REQUIRED WORK
Lines from the listing that hold the string "crate" are what you should return.

(INFORMATION SUPPLIED begins)

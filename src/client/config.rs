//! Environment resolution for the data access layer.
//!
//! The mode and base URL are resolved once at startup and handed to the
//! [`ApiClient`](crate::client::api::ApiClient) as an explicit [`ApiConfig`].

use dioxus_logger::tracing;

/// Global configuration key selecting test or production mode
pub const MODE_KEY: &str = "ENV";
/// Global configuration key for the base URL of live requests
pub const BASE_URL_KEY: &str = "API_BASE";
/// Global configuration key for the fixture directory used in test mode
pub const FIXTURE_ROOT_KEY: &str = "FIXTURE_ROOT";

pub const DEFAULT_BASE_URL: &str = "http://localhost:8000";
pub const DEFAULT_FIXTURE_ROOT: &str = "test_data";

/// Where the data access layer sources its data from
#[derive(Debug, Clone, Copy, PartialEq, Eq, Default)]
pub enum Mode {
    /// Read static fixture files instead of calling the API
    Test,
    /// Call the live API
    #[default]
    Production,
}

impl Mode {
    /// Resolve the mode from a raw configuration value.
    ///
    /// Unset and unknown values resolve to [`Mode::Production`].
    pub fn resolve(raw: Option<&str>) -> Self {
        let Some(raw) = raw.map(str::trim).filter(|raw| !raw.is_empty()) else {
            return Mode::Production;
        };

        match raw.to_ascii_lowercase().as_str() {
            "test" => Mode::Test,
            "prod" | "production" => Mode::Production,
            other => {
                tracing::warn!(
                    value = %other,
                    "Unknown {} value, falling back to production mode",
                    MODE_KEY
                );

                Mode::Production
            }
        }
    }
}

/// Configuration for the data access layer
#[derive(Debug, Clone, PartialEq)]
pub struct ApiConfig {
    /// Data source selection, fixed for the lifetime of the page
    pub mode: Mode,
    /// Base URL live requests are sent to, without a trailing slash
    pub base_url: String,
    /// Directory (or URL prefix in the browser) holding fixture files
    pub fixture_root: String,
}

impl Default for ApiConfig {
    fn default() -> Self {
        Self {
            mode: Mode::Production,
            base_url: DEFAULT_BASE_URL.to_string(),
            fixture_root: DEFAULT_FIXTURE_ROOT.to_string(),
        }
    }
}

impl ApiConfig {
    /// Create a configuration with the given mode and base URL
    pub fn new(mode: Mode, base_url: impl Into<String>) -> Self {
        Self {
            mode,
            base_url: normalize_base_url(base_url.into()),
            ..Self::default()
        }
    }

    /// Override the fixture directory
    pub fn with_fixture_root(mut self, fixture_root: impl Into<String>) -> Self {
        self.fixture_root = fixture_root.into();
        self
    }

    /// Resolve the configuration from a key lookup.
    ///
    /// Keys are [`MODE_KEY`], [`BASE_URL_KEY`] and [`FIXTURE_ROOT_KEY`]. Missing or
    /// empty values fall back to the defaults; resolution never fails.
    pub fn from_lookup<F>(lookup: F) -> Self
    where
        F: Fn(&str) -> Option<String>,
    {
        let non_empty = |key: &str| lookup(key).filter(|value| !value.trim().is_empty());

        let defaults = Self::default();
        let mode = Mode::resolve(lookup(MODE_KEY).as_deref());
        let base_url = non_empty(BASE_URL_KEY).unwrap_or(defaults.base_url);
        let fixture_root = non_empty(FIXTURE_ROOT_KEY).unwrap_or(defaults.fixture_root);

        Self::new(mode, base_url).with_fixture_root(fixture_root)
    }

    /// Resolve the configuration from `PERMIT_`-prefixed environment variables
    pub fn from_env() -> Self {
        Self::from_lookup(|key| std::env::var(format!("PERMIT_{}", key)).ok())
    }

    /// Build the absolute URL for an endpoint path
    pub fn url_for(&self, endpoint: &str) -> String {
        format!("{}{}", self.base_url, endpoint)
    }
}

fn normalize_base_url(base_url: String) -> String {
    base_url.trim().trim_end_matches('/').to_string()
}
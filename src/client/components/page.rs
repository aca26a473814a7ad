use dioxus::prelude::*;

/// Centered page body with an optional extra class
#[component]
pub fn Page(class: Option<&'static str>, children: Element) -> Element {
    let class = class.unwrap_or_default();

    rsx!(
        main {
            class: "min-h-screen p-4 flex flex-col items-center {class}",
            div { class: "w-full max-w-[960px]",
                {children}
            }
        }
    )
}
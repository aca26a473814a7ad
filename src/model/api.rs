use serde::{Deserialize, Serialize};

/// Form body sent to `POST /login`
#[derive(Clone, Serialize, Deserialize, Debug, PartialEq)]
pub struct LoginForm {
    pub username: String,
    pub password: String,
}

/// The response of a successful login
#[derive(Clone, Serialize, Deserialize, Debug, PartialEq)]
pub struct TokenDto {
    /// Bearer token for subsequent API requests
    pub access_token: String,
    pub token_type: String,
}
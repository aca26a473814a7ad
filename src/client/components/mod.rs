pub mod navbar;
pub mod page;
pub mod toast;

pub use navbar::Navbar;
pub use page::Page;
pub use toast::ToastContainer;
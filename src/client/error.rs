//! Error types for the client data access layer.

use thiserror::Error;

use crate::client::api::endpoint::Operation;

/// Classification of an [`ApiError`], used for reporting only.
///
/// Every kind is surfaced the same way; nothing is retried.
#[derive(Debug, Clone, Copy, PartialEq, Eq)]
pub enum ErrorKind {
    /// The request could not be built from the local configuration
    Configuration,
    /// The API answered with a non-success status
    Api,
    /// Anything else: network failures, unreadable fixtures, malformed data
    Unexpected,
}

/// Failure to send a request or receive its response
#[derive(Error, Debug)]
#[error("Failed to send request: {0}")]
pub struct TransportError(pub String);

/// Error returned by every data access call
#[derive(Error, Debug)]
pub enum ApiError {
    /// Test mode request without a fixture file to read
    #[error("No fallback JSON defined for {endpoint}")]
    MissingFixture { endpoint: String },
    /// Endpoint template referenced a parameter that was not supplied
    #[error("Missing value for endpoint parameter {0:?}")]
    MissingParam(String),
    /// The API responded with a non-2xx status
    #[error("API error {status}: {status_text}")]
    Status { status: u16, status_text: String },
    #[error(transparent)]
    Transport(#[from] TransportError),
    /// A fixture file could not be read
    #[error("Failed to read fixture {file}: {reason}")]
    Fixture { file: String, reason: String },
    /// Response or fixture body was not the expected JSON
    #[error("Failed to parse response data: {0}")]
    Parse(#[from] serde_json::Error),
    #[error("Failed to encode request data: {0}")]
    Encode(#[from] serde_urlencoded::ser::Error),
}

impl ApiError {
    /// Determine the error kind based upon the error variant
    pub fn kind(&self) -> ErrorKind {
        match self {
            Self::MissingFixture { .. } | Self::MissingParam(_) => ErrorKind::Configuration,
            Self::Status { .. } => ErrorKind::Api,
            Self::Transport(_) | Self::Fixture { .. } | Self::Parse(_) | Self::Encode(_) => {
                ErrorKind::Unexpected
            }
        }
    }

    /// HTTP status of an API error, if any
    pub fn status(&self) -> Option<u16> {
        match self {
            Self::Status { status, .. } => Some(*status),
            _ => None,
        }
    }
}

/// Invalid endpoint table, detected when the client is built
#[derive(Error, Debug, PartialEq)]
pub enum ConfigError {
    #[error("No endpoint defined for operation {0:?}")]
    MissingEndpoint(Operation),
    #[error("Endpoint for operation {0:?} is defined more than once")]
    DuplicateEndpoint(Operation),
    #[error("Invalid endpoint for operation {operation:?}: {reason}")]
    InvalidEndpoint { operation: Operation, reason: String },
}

(INFORMATION SUPPLIED ends)

SOLUTION TO THIS TASK
//! [`ApiClient`](crate::client::api::ApiClient) as an explicit [`ApiConfig`].
use crate::client::api::endpoint::Operation;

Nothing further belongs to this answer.